Results 1 to 17 of 17

Thread: Pinky independence

  1. #1
    Registered User
    Join Date
    Dec 2018
    Location
    Southern IL
    Posts
    38

    Default Pinky independence

    I have been playing this mandolin for a year now. I have been working with my pinky but it just won't go where I tell it to. It seam to want to fowls my ring finger. I know it will find its own indepenances at so point, but when? What have you done to help the progress along.

  2. #2

    Default Re: Pinky independence

    I assume that "exercises" help, but I'll be darned if I can follow that regimen. Some people can, and my hat is off to them, but I can't. Amusingly, the only thing that has helped me has been to NOT play the mandolin, but to play the octave mandolin... because the stretches on that instrument without using the pinky simply are way too far for me to reach consistently. And so when I went back to the mandolin after a few weeks, the pinky was inherently involved now. I guess the muscle memory was built, or on its way to being built.

  3. #3
    Registered User Ranald's Avatar
    Join Date
    Mar 2017
    Location
    Ottawa, Canada
    Posts
    1,733

    Default Re: Pinky independence

    I've been using Pete Martin's pinky exercises for a few weeks now, and find them quite helpful. My mandolin teacher noticed the difference.
    If the links don't work, search YouTube for "Mandolin Basics Vol 5 The Pinkie".

    https://www.youtube.com/watch?v=2wyX...ature=youtu.be

    Last edited by Ranald; Feb-10-2020 at 11:22pm. Reason: error in linking video
    Robert Johnson's mother, describing blues musicians:
    "I never did have no trouble with him until he got big enough to be round with bigger boys and off from home. Then he used to follow all these harp blowers, mandoleen (sic) and guitar players."
    Lomax, Alan, The Land where The Blues Began, NY: Pantheon, 1993, p.14.

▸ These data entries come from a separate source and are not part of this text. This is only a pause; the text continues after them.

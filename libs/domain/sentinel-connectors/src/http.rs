use std::time::Duration;

use reqwest::header::{HeaderMap, HeaderValue, AUTHORIZATION};

use crate::error::ConnectorError;
use crate::secret::Secret;

/// Builds a `reqwest::Client` with a default bearer-auth header baked in, so
/// every call site sends it automatically rather than re-attaching it per
/// request. Mirrors the pattern used for outbound service-to-service
/// clients elsewhere in this workspace.
pub fn authed_client(secret: &Secret) -> Result<reqwest::Client, ConnectorError> {
    let mut headers = HeaderMap::new();
    let mut auth_value = HeaderValue::from_str(&format!("Bearer {}", secret.expose()))
        .map_err(|e| ConnectorError::Credential(e.to_string()))?;
    auth_value.set_sensitive(true);
    headers.insert(AUTHORIZATION, auth_value);

    reqwest::Client::builder()
        .default_headers(headers)
        .timeout(Duration::from_secs(30))
        .user_agent("sentinel-connectors/0.1")
        .build()
        .map_err(|e| ConnectorError::Config(e.to_string()))
}

/// Maps a non-success HTTP response into the connector error taxonomy:
/// 429 and honored `Retry-After` become `RateLimited`, 5xx is `Transient`
/// (worth retrying), anything else is `Terminal`.
pub async fn map_error_response(response: reqwest::Response) -> ConnectorError {
    let status = response.status();
    if status.as_u16() == 429 {
        let retry_after_secs = response
            .headers()
            .get("retry-after")
            .and_then(|v| v.to_str().ok())
            .and_then(|v| v.parse::<u64>().ok())
            .unwrap_or(30);
        return ConnectorError::RateLimited { retry_after_secs };
    }
    if status.is_server_error() {
        return ConnectorError::Transient(format!("server error: {status}"));
    }
    let body = response.text().await.unwrap_or_default();
    ConnectorError::Terminal(format!("{status}: {body}"))
}
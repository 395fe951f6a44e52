use std::sync::Arc;

use libsql::{Builder, Connection, Database};
use tracing::{info, instrument};

use super::error::RepositoryError;

const SCHEMA: &[(&str, &str)] = &[
    (
        "TABLE_TENANTS",
        r#"
        CREATE TABLE IF NOT EXISTS tenants (
            tenant_id  TEXT PRIMARY KEY,
            name       TEXT NOT NULL,
            created_at TEXT NOT NULL
        );
    "#,
    ),
    (
        "TABLE_CONNECTOR_CONFIGS",
        r#"
        CREATE TABLE IF NOT EXISTS connector_configs (
            tenant_id        TEXT NOT NULL,
            connector_name   TEXT NOT NULL,
            credential_ref   TEXT NOT NULL,
            scan_interval_secs INTEGER NOT NULL,
            enabled          INTEGER NOT NULL DEFAULT 1,
            PRIMARY KEY (tenant_id, connector_name)
        );
    "#,
    ),
    (
        "TABLE_SCAN_HISTORY",
        r#"
        CREATE TABLE IF NOT EXISTS scan_history (
            scan_id        TEXT PRIMARY KEY,
            tenant_id      TEXT NOT NULL,
            connector_name TEXT NOT NULL,
            scan_type      TEXT NOT NULL,
            target         TEXT NOT NULL,
            status         TEXT NOT NULL,
            nodes_found    INTEGER NOT NULL DEFAULT 0,
            nodes_updated  INTEGER NOT NULL DEFAULT 0,
            nodes_stale    INTEGER NOT NULL DEFAULT 0,
            resources_failed INTEGER NOT NULL DEFAULT 0,
            engram_session TEXT,
            error_message  TEXT,
            duration_ms    INTEGER,
            started_at     TEXT NOT NULL,
            finished_at    TEXT
        );
    "#,
    ),
    (
        "TABLE_AUDIT_LOG",
        r#"
        CREATE TABLE IF NOT EXISTS audit_log (
            id         INTEGER PRIMARY KEY AUTOINCREMENT,
            tenant_id  TEXT NOT NULL,
            actor      TEXT NOT NULL,
            action     TEXT NOT NULL,
            detail     TEXT NOT NULL,
            recorded_at TEXT NOT NULL
        );
    "#,
    ),
];

const INDEXES: &[(&str, &str)] = &[(
    "IDX_SCAN_HISTORY_TENANT",
    "CREATE INDEX IF NOT EXISTS idx_scan_history_tenant ON scan_history(tenant_id, started_at);",
)];

/// Thin connection wrapper over the orchestrator's own control-plane
/// tables (tenants, connector configs, scan history, audit log) — separate
/// from the discovery graph itself, which `sentinel-graph` owns.
#[derive(Clone)]
pub struct OrchestratorDb {
    database: Arc<Database>,
    _memory_anchor: Option<Arc<Connection>>,
}

impl OrchestratorDb {
    #[instrument(skip(auth_token))]
    pub async fn connect(database_url: &str, auth_token: Option<String>) -> Result<Self, RepositoryError> {
        let is_remote = database_url.starts_with("libsql://") || database_url.starts_with("https://");
        let is_memory = database_url.contains(":memory:") || database_url.contains("mode=memory");

        let database = if is_remote {
            let token = auth_token.ok_or_else(|| {
                RepositoryError::Connection("remote control-plane backend requires an auth token".into())
            })?;
            Builder::new_remote(database_url.to_string(), token).build().await
        } else {
            Builder::new_local(database_url).build().await
        }
        .map_err(|e| RepositoryError::Connection(format!("driver init failed: {e}")))?;

        let shared = Arc::new(database);
        let mut anchor = None;

        let bootstrap_conn = shared
            .connect()
            .map_err(|e| RepositoryError::Connection(e.to_string()))?;
        for (identifier, sql) in SCHEMA {
            bootstrap_conn
                .execute(sql, ())
                .await
                .map_err(|e| RepositoryError::Connection(format!("{identifier}: {e}")))?;
        }
        for (identifier, sql) in INDEXES {
            bootstrap_conn
                .execute(sql, ())
                .await
                .map_err(|e| RepositoryError::Connection(format!("{identifier}: {e}")))?;
        }

        if is_memory {
            anchor = Some(Arc::new(bootstrap_conn));
            info!("in-memory control-plane backend anchored");
        }

        Ok(Self {
            database: shared,
            _memory_anchor: anchor,
        })
    }

    pub fn connection(&self) -> Result<Connection, RepositoryError> {
        self.database
            .connect()
            .map_err(|e| RepositoryError::Connection(e.to_string()))
    }
}
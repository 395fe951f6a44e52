use std::collections::HashMap;
use std::sync::Arc;

use sentinel_connectors::Connector;

/// Maps a connector name (as stored in `connector_configs.connector_name`)
/// to the live `Connector` instance the scheduler and the control API
/// dispatch against. Populated once at startup from the concrete connectors
/// each tenant has configured.
#[derive(Default)]
pub struct ConnectorRegistry {
    connectors: HashMap<String, Arc<dyn Connector>>,
}

impl ConnectorRegistry {
    pub fn new() -> Self {
        Self::default()
    }

    pub fn register(&mut self, connector: Arc<dyn Connector>) {
        self.connectors.insert(connector.name().to_string(), connector);
    }

    pub fn get(&self, name: &str) -> Option<Arc<dyn Connector>> {
        self.connectors.get(name).cloned()
    }
}

#[cfg(test)]
mod tests {
    use super::*;
    use async_trait::async_trait;
    use chrono::{DateTime, Utc};
    use sentinel_connectors::{ConnectorError, SyncResult};
    use sentinel_core::TenantContext;
    use tokio_util::sync::CancellationToken;

    struct StubConnector;

    #[async_trait]
    impl Connector for StubConnector {
        fn name(&self) -> &'static str {
            "stub"
        }

        async fn configure(&self) -> Result<(), ConnectorError> {
            Ok(())
        }

        async fn health_check(&self) -> Result<(), ConnectorError> {
            Ok(())
        }

        async fn discover(
            &self,
            _ctx: &TenantContext,
            _now: DateTime<Utc>,
            _cancel: &CancellationToken,
        ) -> Result<SyncResult, ConnectorError> {
            Ok(SyncResult::new())
        }
    }

    #[test]
    fn unregistered_name_returns_none() {
        let registry = ConnectorRegistry::new();
        assert!(registry.get("stub").is_none());
    }

    #[test]
    fn registered_connector_is_retrievable_by_name() {
        let mut registry = ConnectorRegistry::new();
        registry.register(Arc::new(StubConnector));
        assert!(registry.get("stub").is_some());
        assert!(registry.get("other").is_none());
    }
}
use sentinel_orchestrator::prelude::*;

use dotenvy::dotenv;
use sentinel_telemetry::init_tracing;
use tracing::{error, info};

fn main() -> anyhow::Result<()> {
    dotenv().ok();
    init_tracing("sentinel-orchestrator");

    let runtime = tokio::runtime::Builder::new_multi_thread()
        .enable_all()
        .build()?;

    runtime.block_on(async {
        let config = match OrchestratorConfig::from_env() {
            Ok(config) => config,
            Err(err) => {
                error!(error = %err, "fatal configuration error, exiting before ignition");
                std::process::exit(1);
            }
        };

        let kernel = match OrchestratorKernel::ignite(&config).await {
            Ok(kernel) => kernel,
            Err(err) => {
                error!(error = %err, "fatal error during ignition, exiting");
                std::process::exit(1);
            }
        };

        info!("sentinel-orchestrator starting");
        if let Err(err) = kernel.launch().await {
            error!(error = %err, "orchestrator exited with error");
            std::process::exit(1);
        }
    });

    Ok(())
}
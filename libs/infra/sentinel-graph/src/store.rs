use std::collections::BTreeMap;
use std::sync::Arc;

use chrono::{DateTime, Utc};
use libsql::params;
use sentinel_core::{
    DomainEvent, Edge, EdgeAttrs, EdgeType, EventEnvelope, EventPublisher, NodeKind,
    NullEventPublisher, PropertyMap, TenantContext,
};
use tracing::instrument;

use crate::client::GraphClient;
use crate::error::GraphError;
use crate::retry::with_retry;
use crate::time_fmt::{parse_rfc3339, to_rfc3339};

#[derive(Debug, Clone, PartialEq, Eq)]
pub struct UpsertResult {
    pub id: String,
    pub created: bool,
}

#[derive(Debug, Clone, Copy, PartialEq, Eq)]
pub enum Direction {
    Outgoing,
    Incoming,
    Both,
}

#[derive(Debug, Clone, Default)]
pub struct NodeFilter {
    /// Equality filters over `properties()` keys. Deliberately has no
    /// `tenant_id` field — the adapter rejects any attempt to filter on it
    /// directly (spec §4.3), since tenant scoping is supplied once, by the
    /// `TenantContext`, not by caller-constructed predicates.
    pub equals: BTreeMap<String, String>,
}

impl NodeFilter {
    /// Returns an error if the caller attempts to smuggle a `tenant_id`
    /// predicate into the filter instead of going through the context.
    fn validate(&self) -> Result<(), GraphError> {
        if self.equals.contains_key("tenant_id") {
            return Err(GraphError::Query(
                "filters may not reference tenant_id directly".into(),
            ));
        }
        Ok(())
    }
}

#[derive(Debug, Clone, Copy)]
pub struct Page {
    pub offset: u32,
    pub limit: u32,
}

impl Default for Page {
    fn default() -> Self {
        Self { offset: 0, limit: 100 }
    }
}

#[derive(Debug, Clone)]
pub struct StoredNode {
    pub id: String,
    pub label: String,
    pub kind: NodeKind,
    pub properties: PropertyMap,
    pub first_seen: DateTime<Utc>,
    pub last_seen: DateTime<Utc>,
    pub stale: bool,
}

#[derive(Debug, Clone, Default)]
pub struct GraphStats {
    pub counts_by_label: BTreeMap<String, u64>,
}

#[derive(Debug, Clone)]
pub struct EdgeApplyOutcome {
    pub applied: Vec<(EdgeType, String, String)>,
    pub dropped: Vec<(EdgeType, String, String, GraphError)>,
}

#[derive(Debug, Clone, Default)]
pub struct BatchResult {
    pub nodes_created: u64,
    pub nodes_updated: u64,
    pub edges_applied: u64,
    pub edges_dropped: u64,
}
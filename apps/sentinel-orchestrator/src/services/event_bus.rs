use sentinel_core::{DomainEvent, EventEnvelope, EventPublisher, TenantId};
use tokio::sync::broadcast;
use tracing::trace;

/// Process-wide channel capacity. Sized to absorb a burst across several
/// concurrent connector runs without a slow subscriber forcing a `Lagged`
/// error on the others.
const CHANNEL_CAPACITY: usize = 4096;

/// Fan-out for every `DomainEvent` the engine produces (spec §6). Wraps a
/// single `tokio::sync::broadcast` channel; topics are partitioned by
/// `tenant_id` on the envelope rather than by separate channels, since a
/// consumer that wants only one tenant's events can filter on `subscribe`.
#[derive(Clone)]
pub struct EventBus {
    sender: broadcast::Sender<EventEnvelope>,
}

impl EventBus {
    pub fn new() -> Self {
        let (sender, _) = broadcast::channel(CHANNEL_CAPACITY);
        Self { sender }
    }

    pub fn subscribe(&self) -> broadcast::Receiver<EventEnvelope> {
        self.sender.subscribe()
    }

    pub fn publish_for(&self, tenant_id: &TenantId, event: DomainEvent) {
        self.publish(EventEnvelope {
            tenant_id: tenant_id.clone(),
            event,
        });
    }
}

impl Default for EventBus {
    fn default() -> Self {
        Self::new()
    }
}

impl EventPublisher for EventBus {
    fn publish(&self, envelope: EventEnvelope) {
        match self.sender.send(envelope) {
            Ok(subscriber_count) => {
                trace!(subscriber_count, "event dispatched");
            }
            Err(_) => {
                trace!("event dropped, no active subscribers");
            }
        }
    }
}

#[cfg(test)]
mod tests {
    use super::*;
    use sentinel_core::TenantId;

    #[test]
    fn publish_without_subscribers_does_not_panic() {
        let bus = EventBus::new();
        bus.publish_for(
            &TenantId::new("tenant-a"),
            DomainEvent::NodeStale {
                node_id: "node-1".into(),
                last_seen: chrono::Utc::now(),
            },
        );
    }

    #[tokio::test]
    async fn subscriber_receives_published_event() {
        let bus = EventBus::new();
        let mut receiver = bus.subscribe();
        bus.publish_for(
            &TenantId::new("tenant-a"),
            DomainEvent::ScanStarted {
                scan_id: "scan-1".into(),
                scan_type: "aws".into(),
                target: "aws-prod".into(),
            },
        );
        let envelope = receiver.recv().await.unwrap();
        assert_eq!(envelope.tenant_id, TenantId::new("tenant-a"));
        assert!(matches!(envelope.event, DomainEvent::ScanStarted { .. }));
    }
}
pub mod config;
pub mod error;
pub mod handlers;
pub mod kernel;
pub mod repositories;
pub mod routes;
pub mod services;
pub mod state;

pub mod prelude {
    pub use crate::config::OrchestratorConfig;
    pub use crate::error::OrchestratorError;
    pub use crate::kernel::OrchestratorKernel;
    pub use crate::state::AppState;
}
use std::collections::HashMap;
use std::sync::Arc;

use async_trait::async_trait;
use chrono::{DateTime, Utc};
use sentinel_core::{
    EdgeAttrs, EdgeType, Group, IdentitySource, Node, NodeKind, Role, TenantContext, User, UserType,
};
use tokio_util::sync::CancellationToken;
use tracing::warn;

use crate::config::ConnectorConfig;
use crate::connector::{make_edge, Connector};
use crate::error::ConnectorError;
use crate::sync_result::{SyncResult, SyncStatus};

#[derive(Debug, Clone)]
pub struct IdentityUser {
    pub id: String,
    pub username: String,
    pub email: Option<String>,
    pub is_service_account: bool,
    pub enabled: bool,
    pub mfa_enabled: Option<bool>,
    pub group_ids: Vec<String>,
}

#[derive(Debug, Clone)]
pub struct IdentityGroup {
    pub id: String,
    pub name: String,
}

#[derive(Debug, Clone)]
pub struct IdentityRole {
    pub id: String,
    pub name: String,
    pub assigned_user_ids: Vec<String>,
}

/// What an identity provider's API surface needs to expose. `entra_id` and
/// `okta` each supply their own implementation against this trait.
#[async_trait]
pub trait IdentityApiClient: Send + Sync {
    async fn list_users(&self) -> Result<Vec<IdentityUser>, ConnectorError>;
    async fn list_groups(&self) -> Result<Vec<IdentityGroup>, ConnectorError>;
    async fn list_roles(&self) -> Result<Vec<IdentityRole>, ConnectorError>;
}

/// Shared discovery engine for every identity provider. `source` tags
/// `User.source`/`Group.source`/`Role.source` and becomes part of each
/// node's natural key.
pub struct IdentityConnector {
    provider: &'static str,
    source: IdentitySource,
    config: ConnectorConfig,
    client: Arc<dyn IdentityApiClient>,
}

impl IdentityConnector {
    pub fn new(
        provider: &'static str,
        source: IdentitySource,
        config: ConnectorConfig,
        client: Arc<dyn IdentityApiClient>,
    ) -> Self {
        Self {
            provider,
            source,
            config,
            client,
        }
    }
}

#[async_trait]
impl Connector for IdentityConnector {
    fn name(&self) -> &'static str {
        self.provider
    }

    async fn configure(&self) -> Result<(), ConnectorError> {
        Ok(())
    }

    async fn health_check(&self) -> Result<(), ConnectorError> {
        self.client.list_groups().await.map(|_| ())
    }

    async fn discover(
        &self,
        ctx: &TenantContext,
        now: DateTime<Utc>,
        cancel: &CancellationToken,
    ) -> Result<SyncResult, ConnectorError> {
        let _ = self.config.page_size;
        let mut result = SyncResult::new();

        let mut group_ids = HashMap::new();
        match self.client.list_groups().await {
            Ok(groups) => {
                for group in groups {
                    let kind = NodeKind::Group(Group {
                        source: self.source,
                        source_id: group.id.clone(),
                        name: group.name.clone(),
                    });
                    let node = Node::new(ctx.tenant_id().clone(), kind, now);
                    group_ids.insert(group.id.clone(), node.id.clone());
                    if self.config.allows_kind(node.kind.label()) {
                        result.push_node(node);
                    }
                }
            }
            Err(err) => {
                warn!(error = %err, "failed to list groups");
                result.record_failure();
                result.status = SyncStatus::Partial;
            }
        }

        if cancel.is_cancelled() {
            result.status = SyncStatus::Cancelled;
            return Ok(result);
        }

        let mut user_ids = HashMap::new();
        match self.client.list_users().await {
            Ok(users) => {
                for user in &users {
                    let kind = NodeKind::User(User {
                        source: self.source,
                        source_id: user.id.clone(),
                        username: user.username.clone(),
                        email: user.email.clone(),
                        user_type: if user.is_service_account {
                            UserType::ServiceAccount
                        } else {
                            UserType::Human
                        },
                        enabled: user.enabled,
                        mfa_enabled: user.mfa_enabled,
                    });
                    let node = Node::new(ctx.tenant_id().clone(), kind, now);
                    user_ids.insert(user.id.clone(), node.id.clone());
                    for group_ref in &user.group_ids {
                        if let Some(group_node_id) = group_ids.get(group_ref) {
                            result.push_edge(make_edge(
                                ctx,
                                EdgeType::MemberOf,
                                node.id.clone(),
                                group_node_id.clone(),
                                EdgeAttrs::default(),
                                now,
                            ));
                        }
                    }
                    if self.config.allows_kind(node.kind.label()) {
                        result.push_node(node);
                    }
                }
            }
            Err(err) => {
                warn!(error = %err, "failed to list users");
                result.record_failure();
                result.status = SyncStatus::Partial;
            }
        }

        if cancel.is_cancelled() {
            result.status = SyncStatus::Cancelled;
            return Ok(result);
        }

        match self.client.list_roles().await {
            Ok(roles) => {
                for role in roles {
                    let kind = NodeKind::Role(Role {
                        source: self.source,
                        source_id: role.id.clone(),
                        name: role.name.clone(),
                    });
                    let node = Node::new(ctx.tenant_id().clone(), kind, now);
                    for user_ref in &role.assigned_user_ids {
                        if let Some(user_node_id) = user_ids.get(user_ref) {
                            result.push_edge(make_edge(
                                ctx,
                                EdgeType::HasAccess,
                                user_node_id.clone(),
                                node.id.clone(),
                                EdgeAttrs::default(),
                                now,
                            ));
                        }
                    }
                    if self.config.allows_kind(node.kind.label()) {
                        result.push_node(node);
                    }
                }
            }
            Err(err) => {
                warn!(error = %err, "failed to list roles");
                result.record_failure();
                result.status = SyncStatus::Partial;
            }
        }

        Ok(result)
    }
}
use chrono::{DateTime, Utc};
use sentinel_core::{
    severity_for_cvss, DomainEvent, EdgeAttrs, EdgeType, EventEnvelope, EventPublisher, NodeKind,
    TenantContext, Vulnerability,
};
use sentinel_engram::{EngramStore, SessionOutcome};
use sentinel_graph::{GraphStore, NodeFilter, Page};
use tracing::instrument;

use crate::cpe::CpeMapping;
use crate::epss::EpssClient;
use crate::error::IntelError;
use crate::kev::KevCache;
use crate::nvd::NvdClient;

/// Counters returned to the caller after one tenant's enrichment sweep
/// (spec §4.6). Separate from the engram session summary, which is prose.
#[derive(Debug, Clone, Default)]
pub struct EnrichmentSummary {
    pub services_considered: u64,
    pub services_unmapped: u64,
    pub vulnerabilities_written: u64,
    pub net_new_pairings: u64,
    pub session_id: String,
    pub had_failure: bool,
}

/// Orchestrates the per-tenant vulnerability enrichment sweep: page through
/// `Service` nodes, resolve candidate CPEs/CVEs, join KEV + NVD + EPSS per
/// CVE, then write one `Vulnerability` node and `HAS_CVE` edge per pairing
/// (spec §4.6). Holds the three intel clients plus the graph/engram stores
/// it writes through.
pub struct EnrichmentOrchestrator {
    graph: GraphStore,
    engram: EngramStore,
    cpe_mapping: CpeMapping,
    kev: Arc<KevCache>,
    epss: Arc<EpssClient>,
    nvd: Arc<NvdClient>,
    publisher: Arc<dyn EventPublisher>,
    page_size: u32,
}
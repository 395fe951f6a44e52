use std::sync::Arc;

use async_trait::async_trait;
use sentinel_core::IdentitySource;
use serde::Deserialize;

use crate::config::ConnectorConfig;
use crate::connector::Connector;
use crate::error::ConnectorError;
use crate::http::{authed_client, map_error_response};
use crate::identity::{IdentityApiClient, IdentityConnector, IdentityGroup, IdentityRole, IdentityUser};
use crate::retry::with_retry;
use crate::secret::SecretStore;

#[derive(Deserialize)]
struct GraphUserDto {
    id: String,
    user_principal_name: String,
    mail: Option<String>,
    #[serde(default)]
    account_enabled: bool,
    #[serde(default)]
    is_service_principal: bool,
    #[serde(default)]
    strong_auth_methods_registered: bool,
    #[serde(default)]
    member_of_group_ids: Vec<String>,
}

#[derive(Deserialize)]
struct GraphGroupDto {
    id: String,
    display_name: String,
}

#[derive(Deserialize)]
struct GraphRoleAssignmentDto {
    role_definition_id: String,
    role_name: String,
    #[serde(default)]
    principal_ids: Vec<String>,
}

/// Talks to a Microsoft Graph-shaped REST facade (`/users`, `/groups`,
/// `/roleAssignments`).
pub struct ReqwestEntraIdApiClient {
    http: reqwest::Client,
    base_url: String,
}

impl ReqwestEntraIdApiClient {
    pub fn new(base_url: String, secret: &crate::secret::Secret) -> Result<Self, ConnectorError> {
        Ok(Self {
            http: authed_client(secret)?,
            base_url,
        })
    }

    async fn get<T: serde::de::DeserializeOwned>(&self, path: &str) -> Result<Vec<T>, ConnectorError> {
        with_retry(|| async {
            let response = self
                .http
                .get(format!("{}{}", self.base_url, path))
                .send()
                .await
                .map_err(|e| ConnectorError::Transient(e.to_string()))?;
            if !response.status().is_success() {
                return Err(map_error_response(response).await);
            }
            response
                .json::<Vec<T>>()
                .await
                .map_err(|e| ConnectorError::Terminal(e.to_string()))
        })
        .await
    }
}

#[async_trait]
impl IdentityApiClient for ReqwestEntraIdApiClient {
    async fn list_users(&self) -> Result<Vec<IdentityUser>, ConnectorError> {
        let dtos: Vec<GraphUserDto> = self.get("/users").await?;
        Ok(dtos
            .into_iter()
            .map(|d| IdentityUser {
                id: d.id,
                username: d.user_principal_name,
                email: d.mail,
                is_service_account: d.is_service_principal,
                enabled: d.account_enabled,
                mfa_enabled: Some(d.strong_auth_methods_registered),
                group_ids: d.member_of_group_ids,
            })
            .collect())
    }

    async fn list_groups(&self) -> Result<Vec<IdentityGroup>, ConnectorError> {
        let dtos: Vec<GraphGroupDto> = self.get("/groups").await?;
        Ok(dtos
            .into_iter()
            .map(|d| IdentityGroup {
                id: d.id,
                name: d.display_name,
            })
            .collect())
    }

    async fn list_roles(&self) -> Result<Vec<IdentityRole>, ConnectorError> {
        let dtos: Vec<GraphRoleAssignmentDto> = self.get("/roleAssignments").await?;
        Ok(dtos
            .into_iter()
            .map(|d| IdentityRole {
                id: d.role_definition_id,
                name: d.role_name,
                assigned_user_ids: d.principal_ids,
            })
            .collect())
    }
}

pub fn connector(
    config: ConnectorConfig,
    secret_store: Arc<dyn SecretStore>,
) -> Result<impl Connector, ConnectorError> {
    let secret = secret_store.resolve(&config.credential_ref)?;
    let base_url = config
        .base_url
        .clone()
        .unwrap_or_else(|| "https://graph.microsoft.com/v1.0".to_string());
    let client = ReqwestEntraIdApiClient::new(base_url, &secret)?;
    Ok(IdentityConnector::new(
        "entra_id",
        IdentitySource::EntraId,
        config,
        Arc::new(client),
    ))
}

  4. The following members say thank you to Ranald for this post:

    dpr 

  5. #4

    Default Re: Pinky independence

    Play scales. When learning a fiddle tune, always use the pinky instead of shifting to use the ring finger, even if it's easier. Especially if it is easier. Play scales in every key so you get all the possible combinations. Focus on the scales with no open notes. Get a metronome and play slow at first. Practice a G chop chord every day.
    Silverangel A
    Arches F style kit
    1913 Gibson A-1

  6. The following members say thank you to Br1ck for this post:


  7. #5
    Registered User Carl Robin's Avatar
    Join Date
    Sep 2012
    Location
    Tucson
    Posts
    202

    Default Re: Pinky independence

    Choose a few tunes to practice that use that 5th finger, and pull them out to work on every day or every few days. Take it slow, and it will feel like you are beating up the poor pinky. It has never done such a thing before, and will have to get stronger, and tougher. You will be establishing new patterns of coordination. Brain, muscles, and callouses need to develop so that this can become smooth and automatic. There is no trick, besides practicing relentlessly. However, you need to have fun with your instrument, so enjoy playing and advancing on other things too, so as not to get agitated or discouraged about this one thing. There are many aspects that we have to just keep chipping away at over time. Using the pinky for those high notes is just one of the hurdles. The fact that you are already working on it, indicates you can succeed.

  8. #6

    Default Re: Pinky independence

    Play some simple tunes you know, but pretend you can't use your index finger - so you will be using your pinky where you would normally use your ring finger and so on back. This way you get to play some old tunes in a new way, and develop your pinky.

    Remember, to get good you don't have to do it all at once, you only have to get a tiny bit better every day for a really long time.

  9. #7

    Default Re: Pinky independence

    Quote Originally Posted by Eric "Trapper" G View Post
    I have been playing this mandolin for a year now. I have been working with my pinky but it just won't go where I tell it to. It seam to want to fowls my ring finger. I know it will find its own indepenances at so point, but when? What have you done to help the progress along.
    "I have been playing this mandolin for a year now".
    That's what I tell the people who hear me play. It's less humiliating than telling them how many years I've really been at it.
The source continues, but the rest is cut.